=== EXERCISE ===
Wherever "this" shows up in the records below, copy the whole line.

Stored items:
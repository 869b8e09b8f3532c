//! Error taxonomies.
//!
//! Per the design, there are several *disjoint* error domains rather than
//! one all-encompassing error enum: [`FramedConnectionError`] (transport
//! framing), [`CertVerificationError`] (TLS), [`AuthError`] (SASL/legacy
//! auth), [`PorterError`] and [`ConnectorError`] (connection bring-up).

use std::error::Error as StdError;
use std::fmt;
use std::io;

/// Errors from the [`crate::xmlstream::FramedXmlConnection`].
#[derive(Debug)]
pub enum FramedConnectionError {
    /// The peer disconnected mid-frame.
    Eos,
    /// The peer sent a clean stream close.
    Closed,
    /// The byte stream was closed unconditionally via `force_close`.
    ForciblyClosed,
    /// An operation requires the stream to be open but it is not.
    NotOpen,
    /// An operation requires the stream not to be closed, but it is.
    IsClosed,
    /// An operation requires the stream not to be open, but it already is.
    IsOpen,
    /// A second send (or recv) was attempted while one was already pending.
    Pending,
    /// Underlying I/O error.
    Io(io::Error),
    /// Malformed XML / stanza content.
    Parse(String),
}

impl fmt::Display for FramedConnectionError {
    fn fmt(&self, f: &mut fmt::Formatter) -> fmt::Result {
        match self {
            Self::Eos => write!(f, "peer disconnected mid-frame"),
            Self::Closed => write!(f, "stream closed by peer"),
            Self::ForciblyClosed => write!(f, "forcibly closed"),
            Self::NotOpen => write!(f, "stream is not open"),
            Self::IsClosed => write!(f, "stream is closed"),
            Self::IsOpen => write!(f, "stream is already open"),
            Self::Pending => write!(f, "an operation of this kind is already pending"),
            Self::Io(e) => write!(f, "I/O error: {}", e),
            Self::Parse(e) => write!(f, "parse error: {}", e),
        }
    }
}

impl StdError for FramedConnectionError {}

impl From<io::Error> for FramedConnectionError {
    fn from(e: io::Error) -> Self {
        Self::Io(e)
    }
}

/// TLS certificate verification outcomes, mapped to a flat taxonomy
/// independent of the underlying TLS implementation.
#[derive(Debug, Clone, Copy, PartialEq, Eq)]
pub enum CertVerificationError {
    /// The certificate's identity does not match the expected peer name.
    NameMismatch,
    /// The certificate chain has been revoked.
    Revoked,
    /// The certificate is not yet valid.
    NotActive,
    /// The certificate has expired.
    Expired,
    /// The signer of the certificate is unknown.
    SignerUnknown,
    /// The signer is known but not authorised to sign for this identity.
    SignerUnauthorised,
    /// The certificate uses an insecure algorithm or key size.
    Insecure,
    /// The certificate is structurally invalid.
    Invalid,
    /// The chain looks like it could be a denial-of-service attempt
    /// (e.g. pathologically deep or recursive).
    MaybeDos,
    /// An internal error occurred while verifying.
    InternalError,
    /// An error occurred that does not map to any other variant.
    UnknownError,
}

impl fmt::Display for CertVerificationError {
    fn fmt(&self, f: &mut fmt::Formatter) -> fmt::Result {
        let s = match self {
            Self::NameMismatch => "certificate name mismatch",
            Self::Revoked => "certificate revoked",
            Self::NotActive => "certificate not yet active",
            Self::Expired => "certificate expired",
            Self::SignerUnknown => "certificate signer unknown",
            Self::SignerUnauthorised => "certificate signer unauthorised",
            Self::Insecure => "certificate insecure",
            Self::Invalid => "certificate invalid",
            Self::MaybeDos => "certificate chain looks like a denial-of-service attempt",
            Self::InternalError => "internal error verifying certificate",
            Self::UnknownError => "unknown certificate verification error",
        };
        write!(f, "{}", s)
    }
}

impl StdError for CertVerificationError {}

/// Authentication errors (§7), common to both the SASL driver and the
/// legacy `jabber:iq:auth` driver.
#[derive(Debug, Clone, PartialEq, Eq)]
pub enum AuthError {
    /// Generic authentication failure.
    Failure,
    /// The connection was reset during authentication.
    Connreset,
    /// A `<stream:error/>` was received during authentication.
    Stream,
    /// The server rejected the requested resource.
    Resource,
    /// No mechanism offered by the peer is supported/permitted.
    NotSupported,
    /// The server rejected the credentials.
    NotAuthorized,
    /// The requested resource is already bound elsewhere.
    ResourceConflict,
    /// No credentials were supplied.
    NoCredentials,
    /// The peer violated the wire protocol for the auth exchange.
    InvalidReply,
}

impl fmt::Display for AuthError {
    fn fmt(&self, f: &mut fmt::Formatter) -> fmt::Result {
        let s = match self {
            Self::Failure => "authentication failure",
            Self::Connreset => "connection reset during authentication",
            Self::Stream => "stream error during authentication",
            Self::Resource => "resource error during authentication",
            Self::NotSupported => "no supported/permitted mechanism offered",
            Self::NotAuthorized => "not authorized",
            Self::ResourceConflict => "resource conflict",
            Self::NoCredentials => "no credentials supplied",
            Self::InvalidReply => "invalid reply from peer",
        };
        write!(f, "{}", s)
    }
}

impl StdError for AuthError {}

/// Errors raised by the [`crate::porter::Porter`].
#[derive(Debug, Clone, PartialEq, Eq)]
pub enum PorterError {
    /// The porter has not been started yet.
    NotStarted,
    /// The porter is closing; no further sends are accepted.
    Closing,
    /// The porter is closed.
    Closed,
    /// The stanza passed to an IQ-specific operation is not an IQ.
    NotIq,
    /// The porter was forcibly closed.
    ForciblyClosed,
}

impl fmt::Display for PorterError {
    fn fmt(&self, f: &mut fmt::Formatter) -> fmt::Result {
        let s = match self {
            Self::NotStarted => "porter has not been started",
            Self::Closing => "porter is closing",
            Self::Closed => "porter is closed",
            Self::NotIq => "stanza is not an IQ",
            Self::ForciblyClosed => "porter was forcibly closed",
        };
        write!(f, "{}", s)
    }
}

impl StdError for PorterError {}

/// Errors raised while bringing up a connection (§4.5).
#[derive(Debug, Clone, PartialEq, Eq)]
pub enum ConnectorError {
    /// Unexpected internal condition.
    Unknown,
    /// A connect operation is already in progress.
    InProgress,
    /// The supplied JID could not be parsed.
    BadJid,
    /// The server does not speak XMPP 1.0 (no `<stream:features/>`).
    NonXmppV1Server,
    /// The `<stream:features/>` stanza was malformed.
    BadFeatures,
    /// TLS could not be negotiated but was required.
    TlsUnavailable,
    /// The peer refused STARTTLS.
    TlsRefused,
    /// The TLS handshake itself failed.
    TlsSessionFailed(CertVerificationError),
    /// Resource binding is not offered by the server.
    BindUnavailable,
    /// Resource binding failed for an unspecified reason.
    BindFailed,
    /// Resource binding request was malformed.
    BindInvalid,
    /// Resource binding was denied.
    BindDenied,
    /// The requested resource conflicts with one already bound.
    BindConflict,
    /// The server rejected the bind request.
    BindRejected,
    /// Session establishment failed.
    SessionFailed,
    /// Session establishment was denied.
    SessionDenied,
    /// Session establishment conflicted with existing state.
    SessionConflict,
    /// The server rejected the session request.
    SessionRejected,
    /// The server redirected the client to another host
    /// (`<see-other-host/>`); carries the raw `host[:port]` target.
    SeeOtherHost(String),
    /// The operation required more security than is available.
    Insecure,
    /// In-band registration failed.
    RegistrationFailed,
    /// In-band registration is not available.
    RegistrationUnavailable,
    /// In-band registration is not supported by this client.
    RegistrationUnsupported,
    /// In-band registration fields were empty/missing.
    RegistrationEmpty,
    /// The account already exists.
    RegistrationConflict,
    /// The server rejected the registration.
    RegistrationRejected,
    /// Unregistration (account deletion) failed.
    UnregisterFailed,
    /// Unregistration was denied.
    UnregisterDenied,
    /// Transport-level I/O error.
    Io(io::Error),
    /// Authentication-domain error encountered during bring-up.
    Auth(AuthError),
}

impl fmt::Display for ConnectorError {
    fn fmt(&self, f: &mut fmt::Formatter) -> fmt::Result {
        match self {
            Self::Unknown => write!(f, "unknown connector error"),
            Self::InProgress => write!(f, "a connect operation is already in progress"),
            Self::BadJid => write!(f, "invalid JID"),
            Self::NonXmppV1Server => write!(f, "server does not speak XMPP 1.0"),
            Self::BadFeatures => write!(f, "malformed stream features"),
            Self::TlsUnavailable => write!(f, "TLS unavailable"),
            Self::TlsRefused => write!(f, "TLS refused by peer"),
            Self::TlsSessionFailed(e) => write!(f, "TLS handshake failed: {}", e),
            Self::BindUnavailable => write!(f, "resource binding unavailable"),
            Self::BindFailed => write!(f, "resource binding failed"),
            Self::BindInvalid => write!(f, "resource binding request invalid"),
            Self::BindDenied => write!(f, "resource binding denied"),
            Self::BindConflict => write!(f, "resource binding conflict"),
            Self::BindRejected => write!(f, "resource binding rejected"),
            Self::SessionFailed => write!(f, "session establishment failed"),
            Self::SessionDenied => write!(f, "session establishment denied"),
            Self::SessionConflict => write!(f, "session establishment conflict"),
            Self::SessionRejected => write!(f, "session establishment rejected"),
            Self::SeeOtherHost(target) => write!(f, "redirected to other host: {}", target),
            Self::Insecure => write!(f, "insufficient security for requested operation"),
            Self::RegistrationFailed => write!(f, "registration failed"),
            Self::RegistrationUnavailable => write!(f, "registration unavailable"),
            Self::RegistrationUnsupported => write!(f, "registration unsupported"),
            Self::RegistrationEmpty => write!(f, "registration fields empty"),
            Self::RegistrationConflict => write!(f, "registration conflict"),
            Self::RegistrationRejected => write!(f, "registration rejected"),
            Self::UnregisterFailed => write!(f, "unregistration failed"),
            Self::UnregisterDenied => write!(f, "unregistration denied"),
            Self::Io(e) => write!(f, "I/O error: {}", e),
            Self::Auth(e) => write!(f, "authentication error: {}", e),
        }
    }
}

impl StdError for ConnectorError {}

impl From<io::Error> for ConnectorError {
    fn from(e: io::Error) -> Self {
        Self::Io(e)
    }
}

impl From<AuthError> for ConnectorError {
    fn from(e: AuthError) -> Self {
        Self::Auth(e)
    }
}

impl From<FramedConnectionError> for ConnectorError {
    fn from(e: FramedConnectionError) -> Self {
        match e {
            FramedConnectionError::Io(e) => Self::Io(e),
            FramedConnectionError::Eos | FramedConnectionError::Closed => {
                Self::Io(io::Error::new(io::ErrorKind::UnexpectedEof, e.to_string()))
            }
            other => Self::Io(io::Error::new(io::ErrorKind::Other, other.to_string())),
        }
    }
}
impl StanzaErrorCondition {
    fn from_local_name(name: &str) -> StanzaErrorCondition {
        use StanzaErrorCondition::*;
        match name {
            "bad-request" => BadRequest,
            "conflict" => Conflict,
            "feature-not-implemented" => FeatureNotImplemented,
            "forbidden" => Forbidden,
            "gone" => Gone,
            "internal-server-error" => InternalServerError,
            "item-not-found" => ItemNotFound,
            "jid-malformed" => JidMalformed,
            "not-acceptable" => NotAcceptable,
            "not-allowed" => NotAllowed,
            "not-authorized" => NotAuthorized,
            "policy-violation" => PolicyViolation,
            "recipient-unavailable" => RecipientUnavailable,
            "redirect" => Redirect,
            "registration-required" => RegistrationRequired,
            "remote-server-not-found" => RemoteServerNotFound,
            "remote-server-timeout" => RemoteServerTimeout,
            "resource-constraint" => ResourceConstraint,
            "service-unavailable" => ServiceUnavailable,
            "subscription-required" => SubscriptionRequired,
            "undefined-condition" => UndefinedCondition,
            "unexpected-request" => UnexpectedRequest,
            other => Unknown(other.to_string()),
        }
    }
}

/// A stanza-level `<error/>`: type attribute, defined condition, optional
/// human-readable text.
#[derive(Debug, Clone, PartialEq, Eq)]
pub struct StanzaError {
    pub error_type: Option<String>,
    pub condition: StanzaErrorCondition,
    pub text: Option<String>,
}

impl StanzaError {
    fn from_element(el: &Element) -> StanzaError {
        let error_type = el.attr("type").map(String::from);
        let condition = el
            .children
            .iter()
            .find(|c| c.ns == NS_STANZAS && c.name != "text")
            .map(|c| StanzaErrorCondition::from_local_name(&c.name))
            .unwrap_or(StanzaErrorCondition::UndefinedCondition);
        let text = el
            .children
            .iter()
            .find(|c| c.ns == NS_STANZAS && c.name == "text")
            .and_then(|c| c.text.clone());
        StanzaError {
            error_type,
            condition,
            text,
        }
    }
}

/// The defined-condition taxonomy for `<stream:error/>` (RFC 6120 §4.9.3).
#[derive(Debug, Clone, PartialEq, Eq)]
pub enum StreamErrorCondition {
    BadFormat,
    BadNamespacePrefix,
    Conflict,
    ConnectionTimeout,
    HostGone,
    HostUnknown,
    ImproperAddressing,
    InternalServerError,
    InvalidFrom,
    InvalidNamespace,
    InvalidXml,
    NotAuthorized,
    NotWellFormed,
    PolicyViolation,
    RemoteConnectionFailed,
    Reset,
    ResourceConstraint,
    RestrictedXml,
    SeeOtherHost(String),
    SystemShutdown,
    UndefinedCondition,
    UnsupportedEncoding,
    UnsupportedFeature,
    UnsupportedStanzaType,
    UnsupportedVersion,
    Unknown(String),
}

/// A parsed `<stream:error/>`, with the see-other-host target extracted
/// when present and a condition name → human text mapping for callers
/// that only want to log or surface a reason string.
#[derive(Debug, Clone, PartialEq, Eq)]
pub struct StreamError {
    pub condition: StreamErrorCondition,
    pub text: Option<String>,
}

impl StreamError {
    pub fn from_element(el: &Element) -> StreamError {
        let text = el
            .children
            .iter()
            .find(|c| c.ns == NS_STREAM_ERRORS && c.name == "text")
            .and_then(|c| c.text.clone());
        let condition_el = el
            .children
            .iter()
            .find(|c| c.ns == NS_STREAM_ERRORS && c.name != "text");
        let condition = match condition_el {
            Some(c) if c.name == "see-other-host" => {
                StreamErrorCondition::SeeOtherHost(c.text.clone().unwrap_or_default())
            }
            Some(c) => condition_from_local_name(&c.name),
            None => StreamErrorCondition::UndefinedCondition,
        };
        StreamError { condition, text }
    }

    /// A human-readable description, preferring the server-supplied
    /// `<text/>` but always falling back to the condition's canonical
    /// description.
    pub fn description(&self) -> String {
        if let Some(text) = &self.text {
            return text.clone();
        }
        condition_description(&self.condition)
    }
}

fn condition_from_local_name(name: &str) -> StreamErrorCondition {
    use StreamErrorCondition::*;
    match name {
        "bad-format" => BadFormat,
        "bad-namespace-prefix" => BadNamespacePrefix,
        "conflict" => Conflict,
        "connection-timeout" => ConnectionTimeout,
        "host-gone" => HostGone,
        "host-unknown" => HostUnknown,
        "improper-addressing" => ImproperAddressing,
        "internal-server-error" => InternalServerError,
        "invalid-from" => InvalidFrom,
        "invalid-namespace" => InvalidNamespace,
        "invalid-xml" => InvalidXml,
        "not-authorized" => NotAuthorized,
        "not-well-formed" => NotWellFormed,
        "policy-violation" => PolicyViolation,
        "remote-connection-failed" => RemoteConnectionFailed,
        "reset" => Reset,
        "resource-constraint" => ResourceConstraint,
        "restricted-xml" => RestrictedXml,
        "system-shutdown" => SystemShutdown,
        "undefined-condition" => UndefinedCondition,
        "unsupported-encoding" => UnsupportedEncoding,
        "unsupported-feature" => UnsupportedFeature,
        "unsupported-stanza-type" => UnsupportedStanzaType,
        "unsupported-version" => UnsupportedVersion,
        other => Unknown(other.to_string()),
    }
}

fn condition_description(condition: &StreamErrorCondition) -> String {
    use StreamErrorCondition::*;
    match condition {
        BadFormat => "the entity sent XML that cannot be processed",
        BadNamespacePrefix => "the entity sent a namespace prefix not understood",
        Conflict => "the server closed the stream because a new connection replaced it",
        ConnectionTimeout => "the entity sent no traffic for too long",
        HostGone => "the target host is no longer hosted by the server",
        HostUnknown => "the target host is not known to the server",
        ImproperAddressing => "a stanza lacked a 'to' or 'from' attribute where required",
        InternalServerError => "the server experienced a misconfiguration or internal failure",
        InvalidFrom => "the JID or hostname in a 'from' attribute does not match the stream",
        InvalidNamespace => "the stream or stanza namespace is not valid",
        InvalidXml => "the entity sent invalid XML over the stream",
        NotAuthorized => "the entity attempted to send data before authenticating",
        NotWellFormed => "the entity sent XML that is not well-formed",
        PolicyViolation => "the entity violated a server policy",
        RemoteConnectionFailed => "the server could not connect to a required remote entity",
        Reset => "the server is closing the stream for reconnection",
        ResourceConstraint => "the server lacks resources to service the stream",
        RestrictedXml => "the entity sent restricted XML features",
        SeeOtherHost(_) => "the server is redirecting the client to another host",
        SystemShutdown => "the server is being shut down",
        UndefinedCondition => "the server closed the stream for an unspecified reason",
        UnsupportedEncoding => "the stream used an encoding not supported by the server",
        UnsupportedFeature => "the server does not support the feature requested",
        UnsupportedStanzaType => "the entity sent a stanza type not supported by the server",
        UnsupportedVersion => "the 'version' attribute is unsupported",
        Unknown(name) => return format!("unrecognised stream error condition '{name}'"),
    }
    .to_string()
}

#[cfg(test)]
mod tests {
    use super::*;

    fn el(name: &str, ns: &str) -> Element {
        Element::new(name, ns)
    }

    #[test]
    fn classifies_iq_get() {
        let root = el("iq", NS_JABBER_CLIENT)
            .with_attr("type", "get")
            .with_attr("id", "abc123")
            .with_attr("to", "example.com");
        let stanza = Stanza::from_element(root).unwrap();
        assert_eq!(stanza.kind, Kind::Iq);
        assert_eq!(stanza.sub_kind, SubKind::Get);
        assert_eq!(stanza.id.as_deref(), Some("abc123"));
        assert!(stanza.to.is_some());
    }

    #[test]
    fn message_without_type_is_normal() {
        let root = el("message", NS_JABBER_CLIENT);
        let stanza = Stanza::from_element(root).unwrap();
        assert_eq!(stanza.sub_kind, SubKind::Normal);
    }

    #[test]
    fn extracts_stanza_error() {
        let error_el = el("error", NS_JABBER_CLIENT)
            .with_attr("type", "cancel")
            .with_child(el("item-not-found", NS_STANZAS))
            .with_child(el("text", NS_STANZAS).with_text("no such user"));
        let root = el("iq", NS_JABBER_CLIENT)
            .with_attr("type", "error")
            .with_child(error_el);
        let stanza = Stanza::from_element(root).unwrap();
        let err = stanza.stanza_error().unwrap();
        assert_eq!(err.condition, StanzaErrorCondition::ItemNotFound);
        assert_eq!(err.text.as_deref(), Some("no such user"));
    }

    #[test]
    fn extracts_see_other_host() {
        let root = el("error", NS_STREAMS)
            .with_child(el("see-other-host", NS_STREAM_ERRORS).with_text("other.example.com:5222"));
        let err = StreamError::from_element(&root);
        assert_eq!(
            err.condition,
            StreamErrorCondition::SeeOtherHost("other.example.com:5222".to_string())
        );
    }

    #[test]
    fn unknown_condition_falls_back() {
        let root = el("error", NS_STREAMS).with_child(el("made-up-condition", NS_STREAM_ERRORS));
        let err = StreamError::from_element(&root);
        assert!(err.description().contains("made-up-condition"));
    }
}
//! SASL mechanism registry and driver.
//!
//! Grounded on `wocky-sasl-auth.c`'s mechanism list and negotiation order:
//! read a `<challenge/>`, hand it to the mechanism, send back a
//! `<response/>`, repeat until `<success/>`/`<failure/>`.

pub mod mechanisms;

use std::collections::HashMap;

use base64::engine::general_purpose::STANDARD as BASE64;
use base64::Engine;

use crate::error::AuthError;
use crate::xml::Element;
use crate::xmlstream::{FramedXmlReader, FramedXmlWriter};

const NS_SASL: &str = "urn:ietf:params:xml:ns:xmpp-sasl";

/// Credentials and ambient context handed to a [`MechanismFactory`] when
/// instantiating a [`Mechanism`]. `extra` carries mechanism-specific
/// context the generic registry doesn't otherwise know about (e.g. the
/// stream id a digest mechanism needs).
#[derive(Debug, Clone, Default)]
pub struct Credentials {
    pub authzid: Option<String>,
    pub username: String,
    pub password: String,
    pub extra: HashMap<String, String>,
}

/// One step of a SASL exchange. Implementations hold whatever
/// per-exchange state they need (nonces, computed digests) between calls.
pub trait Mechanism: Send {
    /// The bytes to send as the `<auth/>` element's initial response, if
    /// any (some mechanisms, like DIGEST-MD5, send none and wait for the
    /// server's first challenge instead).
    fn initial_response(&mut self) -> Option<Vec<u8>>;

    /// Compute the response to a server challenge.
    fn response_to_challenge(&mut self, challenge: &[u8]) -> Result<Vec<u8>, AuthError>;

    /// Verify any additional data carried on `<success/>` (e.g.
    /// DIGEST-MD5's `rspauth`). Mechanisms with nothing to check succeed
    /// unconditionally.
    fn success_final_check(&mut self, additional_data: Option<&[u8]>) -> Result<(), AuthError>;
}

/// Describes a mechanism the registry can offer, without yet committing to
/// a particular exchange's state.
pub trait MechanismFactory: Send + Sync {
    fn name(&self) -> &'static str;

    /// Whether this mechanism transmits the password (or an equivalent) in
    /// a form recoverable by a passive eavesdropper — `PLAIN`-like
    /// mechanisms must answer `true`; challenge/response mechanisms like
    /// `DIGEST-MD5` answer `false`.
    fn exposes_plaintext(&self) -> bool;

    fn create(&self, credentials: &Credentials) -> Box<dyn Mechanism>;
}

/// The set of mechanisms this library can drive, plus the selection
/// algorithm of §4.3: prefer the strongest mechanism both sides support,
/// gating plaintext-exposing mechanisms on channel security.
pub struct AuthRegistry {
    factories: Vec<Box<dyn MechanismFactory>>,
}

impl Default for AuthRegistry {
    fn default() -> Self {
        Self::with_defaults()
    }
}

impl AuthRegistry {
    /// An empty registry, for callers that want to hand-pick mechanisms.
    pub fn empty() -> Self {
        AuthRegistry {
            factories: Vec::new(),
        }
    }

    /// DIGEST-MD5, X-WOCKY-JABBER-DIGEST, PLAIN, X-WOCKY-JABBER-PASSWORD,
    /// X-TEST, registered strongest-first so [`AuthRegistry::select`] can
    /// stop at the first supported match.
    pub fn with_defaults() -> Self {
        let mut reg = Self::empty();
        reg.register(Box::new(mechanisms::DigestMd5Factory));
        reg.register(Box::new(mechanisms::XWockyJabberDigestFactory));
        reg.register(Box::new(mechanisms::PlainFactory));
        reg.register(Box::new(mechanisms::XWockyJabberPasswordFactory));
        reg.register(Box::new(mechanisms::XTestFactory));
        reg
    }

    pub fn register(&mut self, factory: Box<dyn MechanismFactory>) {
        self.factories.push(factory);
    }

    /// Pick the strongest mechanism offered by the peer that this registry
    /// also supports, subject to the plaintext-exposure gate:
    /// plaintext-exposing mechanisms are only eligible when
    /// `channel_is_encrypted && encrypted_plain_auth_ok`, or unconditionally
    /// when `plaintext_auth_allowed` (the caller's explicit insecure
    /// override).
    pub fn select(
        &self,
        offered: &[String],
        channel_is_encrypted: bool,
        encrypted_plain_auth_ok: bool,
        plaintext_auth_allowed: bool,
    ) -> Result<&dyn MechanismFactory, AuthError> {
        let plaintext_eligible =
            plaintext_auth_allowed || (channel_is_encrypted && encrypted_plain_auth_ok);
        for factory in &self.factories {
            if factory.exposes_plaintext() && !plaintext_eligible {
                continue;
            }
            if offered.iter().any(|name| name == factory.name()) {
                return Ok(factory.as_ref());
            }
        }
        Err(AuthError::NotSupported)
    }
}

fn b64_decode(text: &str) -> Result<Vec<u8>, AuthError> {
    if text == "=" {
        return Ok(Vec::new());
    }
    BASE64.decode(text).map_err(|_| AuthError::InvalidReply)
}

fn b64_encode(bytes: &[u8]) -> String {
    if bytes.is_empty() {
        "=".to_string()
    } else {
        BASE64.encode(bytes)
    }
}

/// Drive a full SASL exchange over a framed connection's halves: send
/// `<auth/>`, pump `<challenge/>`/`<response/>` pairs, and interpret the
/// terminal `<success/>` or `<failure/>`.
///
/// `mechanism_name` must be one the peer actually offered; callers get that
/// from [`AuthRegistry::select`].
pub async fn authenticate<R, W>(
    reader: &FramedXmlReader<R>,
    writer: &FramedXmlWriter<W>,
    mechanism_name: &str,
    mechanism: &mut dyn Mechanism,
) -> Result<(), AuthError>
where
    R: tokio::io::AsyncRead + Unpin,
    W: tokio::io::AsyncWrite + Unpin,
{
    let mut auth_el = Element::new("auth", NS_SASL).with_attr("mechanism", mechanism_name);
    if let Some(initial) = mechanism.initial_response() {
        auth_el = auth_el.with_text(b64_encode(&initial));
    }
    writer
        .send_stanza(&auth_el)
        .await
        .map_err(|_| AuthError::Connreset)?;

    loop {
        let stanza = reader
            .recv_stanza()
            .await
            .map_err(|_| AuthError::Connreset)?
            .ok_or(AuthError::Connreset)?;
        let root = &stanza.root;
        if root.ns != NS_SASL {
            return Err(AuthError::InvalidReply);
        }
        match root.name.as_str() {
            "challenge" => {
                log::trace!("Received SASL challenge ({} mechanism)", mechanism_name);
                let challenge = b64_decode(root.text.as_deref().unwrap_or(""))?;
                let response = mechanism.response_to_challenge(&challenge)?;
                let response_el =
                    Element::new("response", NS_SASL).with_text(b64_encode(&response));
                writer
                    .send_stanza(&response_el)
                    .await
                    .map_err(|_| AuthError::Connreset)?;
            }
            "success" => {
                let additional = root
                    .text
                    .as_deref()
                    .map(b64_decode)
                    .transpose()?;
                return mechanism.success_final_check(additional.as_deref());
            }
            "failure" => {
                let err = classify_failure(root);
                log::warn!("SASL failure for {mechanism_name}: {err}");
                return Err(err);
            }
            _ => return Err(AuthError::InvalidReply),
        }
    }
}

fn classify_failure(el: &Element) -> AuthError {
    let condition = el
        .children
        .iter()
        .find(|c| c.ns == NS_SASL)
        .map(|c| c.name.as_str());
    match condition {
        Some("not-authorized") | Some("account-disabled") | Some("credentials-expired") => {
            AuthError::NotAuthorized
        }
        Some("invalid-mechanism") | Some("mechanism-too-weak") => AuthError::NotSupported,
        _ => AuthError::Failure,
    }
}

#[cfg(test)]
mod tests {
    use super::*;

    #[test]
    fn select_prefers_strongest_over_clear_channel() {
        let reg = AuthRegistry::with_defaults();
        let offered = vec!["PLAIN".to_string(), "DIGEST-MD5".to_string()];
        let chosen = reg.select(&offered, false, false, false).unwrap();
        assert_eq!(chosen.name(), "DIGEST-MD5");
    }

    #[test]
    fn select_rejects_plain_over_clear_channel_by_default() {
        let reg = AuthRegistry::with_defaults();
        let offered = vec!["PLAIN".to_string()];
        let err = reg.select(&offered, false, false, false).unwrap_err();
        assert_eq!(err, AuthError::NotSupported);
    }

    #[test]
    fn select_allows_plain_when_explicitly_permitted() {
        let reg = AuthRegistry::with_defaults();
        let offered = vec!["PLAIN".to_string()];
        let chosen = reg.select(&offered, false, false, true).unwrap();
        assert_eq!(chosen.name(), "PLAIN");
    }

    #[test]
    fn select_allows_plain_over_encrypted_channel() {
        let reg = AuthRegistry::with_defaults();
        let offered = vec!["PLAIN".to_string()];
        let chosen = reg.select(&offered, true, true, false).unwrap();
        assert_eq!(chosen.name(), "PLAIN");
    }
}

=== COMPLETED EXERCISE ===
            Self::Pending => write!(f, "an operation of this kind is already pending"),
    /// The signer is known but not authorised to sign for this identity.
    /// In-band registration is not supported by this client.
    /// Whether this mechanism transmits the password (or an equivalent) in
/// The set of mechanisms this library can drive, plus the selection
    /// Pick the strongest mechanism offered by the peer that this registry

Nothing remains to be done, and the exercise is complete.